YOUR INSTRUCTIONS:
There is one span to output from the data below: the lines starting at the line with "Resize the default framebuffer" and ending at the line with "Destroy a texture". Output it exactly, ends included, nothing more.

Stored data entries
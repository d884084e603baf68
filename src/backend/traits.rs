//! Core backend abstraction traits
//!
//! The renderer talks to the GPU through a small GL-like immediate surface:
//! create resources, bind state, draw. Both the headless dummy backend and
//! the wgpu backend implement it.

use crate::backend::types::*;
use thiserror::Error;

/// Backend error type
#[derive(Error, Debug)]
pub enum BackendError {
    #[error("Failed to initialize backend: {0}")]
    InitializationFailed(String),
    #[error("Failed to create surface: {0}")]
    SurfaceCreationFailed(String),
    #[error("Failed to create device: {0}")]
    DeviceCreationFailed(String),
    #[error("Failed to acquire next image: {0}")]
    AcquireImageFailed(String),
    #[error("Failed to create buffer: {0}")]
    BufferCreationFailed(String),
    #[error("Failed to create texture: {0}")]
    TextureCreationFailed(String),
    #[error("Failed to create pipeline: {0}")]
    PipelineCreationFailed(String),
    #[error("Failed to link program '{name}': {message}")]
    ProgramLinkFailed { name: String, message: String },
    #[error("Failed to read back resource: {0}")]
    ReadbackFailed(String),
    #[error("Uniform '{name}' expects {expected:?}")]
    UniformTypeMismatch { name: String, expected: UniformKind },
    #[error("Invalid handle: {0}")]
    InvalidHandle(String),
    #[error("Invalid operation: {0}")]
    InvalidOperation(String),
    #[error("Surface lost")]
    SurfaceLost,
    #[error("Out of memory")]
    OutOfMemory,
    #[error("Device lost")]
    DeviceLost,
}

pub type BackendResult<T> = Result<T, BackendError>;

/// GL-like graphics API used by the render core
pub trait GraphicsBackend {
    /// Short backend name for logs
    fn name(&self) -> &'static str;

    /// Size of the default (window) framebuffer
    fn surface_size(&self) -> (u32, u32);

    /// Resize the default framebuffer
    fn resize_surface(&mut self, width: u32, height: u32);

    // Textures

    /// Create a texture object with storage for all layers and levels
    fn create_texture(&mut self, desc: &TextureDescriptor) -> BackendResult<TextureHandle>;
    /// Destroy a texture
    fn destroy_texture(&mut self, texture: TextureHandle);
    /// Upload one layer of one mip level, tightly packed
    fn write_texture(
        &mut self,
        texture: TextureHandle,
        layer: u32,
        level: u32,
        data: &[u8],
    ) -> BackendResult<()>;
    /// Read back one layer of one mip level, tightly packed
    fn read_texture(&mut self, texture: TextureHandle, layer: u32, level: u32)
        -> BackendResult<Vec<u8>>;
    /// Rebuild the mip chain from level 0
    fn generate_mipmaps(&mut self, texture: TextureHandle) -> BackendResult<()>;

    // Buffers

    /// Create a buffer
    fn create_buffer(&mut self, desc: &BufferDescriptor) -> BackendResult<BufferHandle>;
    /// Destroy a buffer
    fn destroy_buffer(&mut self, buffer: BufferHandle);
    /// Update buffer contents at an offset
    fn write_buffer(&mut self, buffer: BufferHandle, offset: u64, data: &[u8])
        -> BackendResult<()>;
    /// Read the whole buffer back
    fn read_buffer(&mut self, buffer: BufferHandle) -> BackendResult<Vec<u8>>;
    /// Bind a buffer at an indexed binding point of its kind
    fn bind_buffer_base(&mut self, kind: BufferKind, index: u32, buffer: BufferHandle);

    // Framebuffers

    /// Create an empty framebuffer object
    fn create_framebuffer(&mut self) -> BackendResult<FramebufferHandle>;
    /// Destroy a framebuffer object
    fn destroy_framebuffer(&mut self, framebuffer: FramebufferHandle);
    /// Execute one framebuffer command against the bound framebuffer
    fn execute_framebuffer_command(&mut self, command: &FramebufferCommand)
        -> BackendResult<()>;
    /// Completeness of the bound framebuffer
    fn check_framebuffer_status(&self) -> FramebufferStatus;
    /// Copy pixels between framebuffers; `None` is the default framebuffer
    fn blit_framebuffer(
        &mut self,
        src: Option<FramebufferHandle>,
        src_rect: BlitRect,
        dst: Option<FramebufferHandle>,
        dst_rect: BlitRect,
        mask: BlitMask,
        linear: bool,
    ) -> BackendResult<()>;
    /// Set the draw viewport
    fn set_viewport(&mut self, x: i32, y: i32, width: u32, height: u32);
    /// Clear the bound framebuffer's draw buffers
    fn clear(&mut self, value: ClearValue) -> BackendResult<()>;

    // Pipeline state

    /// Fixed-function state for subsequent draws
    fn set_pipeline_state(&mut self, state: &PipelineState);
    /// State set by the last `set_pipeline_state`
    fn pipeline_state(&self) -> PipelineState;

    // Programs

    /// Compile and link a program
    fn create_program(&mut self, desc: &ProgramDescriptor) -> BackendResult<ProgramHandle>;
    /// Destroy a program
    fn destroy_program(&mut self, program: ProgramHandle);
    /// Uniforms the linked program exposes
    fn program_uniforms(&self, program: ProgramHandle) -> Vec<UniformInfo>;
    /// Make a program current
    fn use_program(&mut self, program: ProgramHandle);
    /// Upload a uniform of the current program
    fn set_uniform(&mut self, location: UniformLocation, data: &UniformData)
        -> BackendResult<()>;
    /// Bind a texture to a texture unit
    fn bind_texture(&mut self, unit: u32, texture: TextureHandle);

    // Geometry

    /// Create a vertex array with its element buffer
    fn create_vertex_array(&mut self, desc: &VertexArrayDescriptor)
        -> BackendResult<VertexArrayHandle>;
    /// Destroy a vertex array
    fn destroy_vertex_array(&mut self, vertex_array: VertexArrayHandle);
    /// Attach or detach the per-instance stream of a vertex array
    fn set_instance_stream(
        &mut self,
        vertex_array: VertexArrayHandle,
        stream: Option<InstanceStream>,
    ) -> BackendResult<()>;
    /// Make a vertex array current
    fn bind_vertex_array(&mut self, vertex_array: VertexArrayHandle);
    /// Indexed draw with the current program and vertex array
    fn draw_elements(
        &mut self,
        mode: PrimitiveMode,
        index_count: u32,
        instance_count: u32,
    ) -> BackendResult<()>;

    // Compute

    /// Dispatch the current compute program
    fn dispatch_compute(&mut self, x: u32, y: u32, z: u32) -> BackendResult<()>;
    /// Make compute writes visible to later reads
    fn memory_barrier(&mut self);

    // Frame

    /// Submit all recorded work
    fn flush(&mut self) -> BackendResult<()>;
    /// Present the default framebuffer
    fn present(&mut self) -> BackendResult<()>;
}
==
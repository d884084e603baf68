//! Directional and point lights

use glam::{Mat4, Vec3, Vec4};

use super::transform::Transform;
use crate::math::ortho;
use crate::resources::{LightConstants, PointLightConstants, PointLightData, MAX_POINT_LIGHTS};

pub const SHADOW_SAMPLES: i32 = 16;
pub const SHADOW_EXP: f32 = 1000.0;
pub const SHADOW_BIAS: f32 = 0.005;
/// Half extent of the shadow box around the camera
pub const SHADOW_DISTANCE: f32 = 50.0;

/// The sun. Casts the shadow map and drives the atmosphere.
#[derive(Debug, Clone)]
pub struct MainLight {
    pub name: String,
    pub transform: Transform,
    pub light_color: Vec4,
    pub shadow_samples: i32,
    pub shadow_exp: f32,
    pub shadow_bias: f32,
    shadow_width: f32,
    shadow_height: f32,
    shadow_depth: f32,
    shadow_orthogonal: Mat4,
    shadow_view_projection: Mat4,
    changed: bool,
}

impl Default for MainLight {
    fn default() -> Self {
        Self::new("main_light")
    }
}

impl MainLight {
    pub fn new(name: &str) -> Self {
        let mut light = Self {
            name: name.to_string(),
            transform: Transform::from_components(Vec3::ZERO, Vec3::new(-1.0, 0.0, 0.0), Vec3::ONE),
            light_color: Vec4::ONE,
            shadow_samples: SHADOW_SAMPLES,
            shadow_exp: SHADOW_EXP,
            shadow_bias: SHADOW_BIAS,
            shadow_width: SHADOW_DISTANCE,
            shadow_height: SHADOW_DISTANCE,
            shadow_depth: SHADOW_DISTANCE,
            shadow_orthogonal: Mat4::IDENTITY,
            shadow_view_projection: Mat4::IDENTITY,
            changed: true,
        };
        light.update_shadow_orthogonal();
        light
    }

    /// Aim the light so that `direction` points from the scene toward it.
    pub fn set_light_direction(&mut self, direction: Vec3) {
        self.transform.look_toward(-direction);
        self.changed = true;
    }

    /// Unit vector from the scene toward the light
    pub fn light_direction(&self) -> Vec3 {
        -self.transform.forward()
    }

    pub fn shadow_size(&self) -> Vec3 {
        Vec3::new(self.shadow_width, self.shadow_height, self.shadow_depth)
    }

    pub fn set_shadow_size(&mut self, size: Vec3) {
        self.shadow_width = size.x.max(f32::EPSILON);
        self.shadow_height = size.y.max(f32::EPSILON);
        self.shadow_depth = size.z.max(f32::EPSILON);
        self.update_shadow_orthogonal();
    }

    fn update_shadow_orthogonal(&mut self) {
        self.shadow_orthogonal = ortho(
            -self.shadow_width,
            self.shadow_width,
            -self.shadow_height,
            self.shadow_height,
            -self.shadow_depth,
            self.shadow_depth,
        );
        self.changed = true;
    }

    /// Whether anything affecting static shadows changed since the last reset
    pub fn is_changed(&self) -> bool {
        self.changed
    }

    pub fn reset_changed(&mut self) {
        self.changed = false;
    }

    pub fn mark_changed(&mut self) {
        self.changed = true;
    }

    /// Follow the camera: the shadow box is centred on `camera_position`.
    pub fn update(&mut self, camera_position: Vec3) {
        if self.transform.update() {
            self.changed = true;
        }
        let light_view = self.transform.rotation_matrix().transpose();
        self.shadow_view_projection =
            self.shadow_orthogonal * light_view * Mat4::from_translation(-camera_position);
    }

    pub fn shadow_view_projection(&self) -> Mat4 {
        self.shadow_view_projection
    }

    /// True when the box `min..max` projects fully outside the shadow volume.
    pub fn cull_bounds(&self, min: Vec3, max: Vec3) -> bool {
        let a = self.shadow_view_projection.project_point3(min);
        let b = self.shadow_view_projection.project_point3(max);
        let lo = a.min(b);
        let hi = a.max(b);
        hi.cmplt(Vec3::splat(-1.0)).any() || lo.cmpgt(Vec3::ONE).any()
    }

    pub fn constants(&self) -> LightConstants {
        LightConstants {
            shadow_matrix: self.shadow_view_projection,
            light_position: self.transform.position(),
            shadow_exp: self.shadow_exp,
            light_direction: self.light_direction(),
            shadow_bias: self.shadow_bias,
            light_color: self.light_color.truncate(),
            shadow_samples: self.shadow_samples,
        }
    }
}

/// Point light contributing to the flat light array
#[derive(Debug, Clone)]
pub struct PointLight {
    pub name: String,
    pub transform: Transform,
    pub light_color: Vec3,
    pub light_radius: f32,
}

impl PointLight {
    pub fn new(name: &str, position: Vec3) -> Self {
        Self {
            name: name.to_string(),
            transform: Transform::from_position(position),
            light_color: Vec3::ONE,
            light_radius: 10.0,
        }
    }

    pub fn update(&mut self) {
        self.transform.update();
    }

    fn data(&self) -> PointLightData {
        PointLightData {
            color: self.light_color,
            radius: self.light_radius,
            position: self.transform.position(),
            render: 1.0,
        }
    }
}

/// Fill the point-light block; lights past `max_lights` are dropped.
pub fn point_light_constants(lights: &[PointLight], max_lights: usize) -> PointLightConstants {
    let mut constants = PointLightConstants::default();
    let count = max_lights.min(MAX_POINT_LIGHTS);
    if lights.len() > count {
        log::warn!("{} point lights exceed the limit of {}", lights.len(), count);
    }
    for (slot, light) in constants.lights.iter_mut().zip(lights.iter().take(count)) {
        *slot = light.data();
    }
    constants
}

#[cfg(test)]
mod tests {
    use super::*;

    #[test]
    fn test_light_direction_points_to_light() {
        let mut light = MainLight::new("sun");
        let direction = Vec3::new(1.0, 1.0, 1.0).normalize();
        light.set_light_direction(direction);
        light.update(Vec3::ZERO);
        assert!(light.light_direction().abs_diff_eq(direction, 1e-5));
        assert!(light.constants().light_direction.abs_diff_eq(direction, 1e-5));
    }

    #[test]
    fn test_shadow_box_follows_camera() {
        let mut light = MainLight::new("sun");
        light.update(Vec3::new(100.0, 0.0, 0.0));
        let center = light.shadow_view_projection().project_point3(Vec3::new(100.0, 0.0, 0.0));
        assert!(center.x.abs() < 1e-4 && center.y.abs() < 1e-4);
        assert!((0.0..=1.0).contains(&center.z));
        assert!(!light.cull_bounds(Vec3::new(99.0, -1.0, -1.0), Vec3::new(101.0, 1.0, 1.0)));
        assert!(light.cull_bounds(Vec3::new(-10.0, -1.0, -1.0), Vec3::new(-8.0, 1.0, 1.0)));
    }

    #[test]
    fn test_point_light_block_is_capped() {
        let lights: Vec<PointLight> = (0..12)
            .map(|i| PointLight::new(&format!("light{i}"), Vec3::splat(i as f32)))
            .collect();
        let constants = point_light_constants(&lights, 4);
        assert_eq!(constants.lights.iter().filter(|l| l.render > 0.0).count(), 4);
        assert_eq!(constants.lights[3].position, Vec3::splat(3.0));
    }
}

YOUR SOLUTION:
    /// Resize the default framebuffer
    fn resize_surface(&mut self, width: u32, height: u32);

    // Textures

    /// Create a texture object with storage for all layers and levels
    fn create_texture(&mut self, desc: &TextureDescriptor) -> BackendResult<TextureHandle>;
    /// Destroy a texture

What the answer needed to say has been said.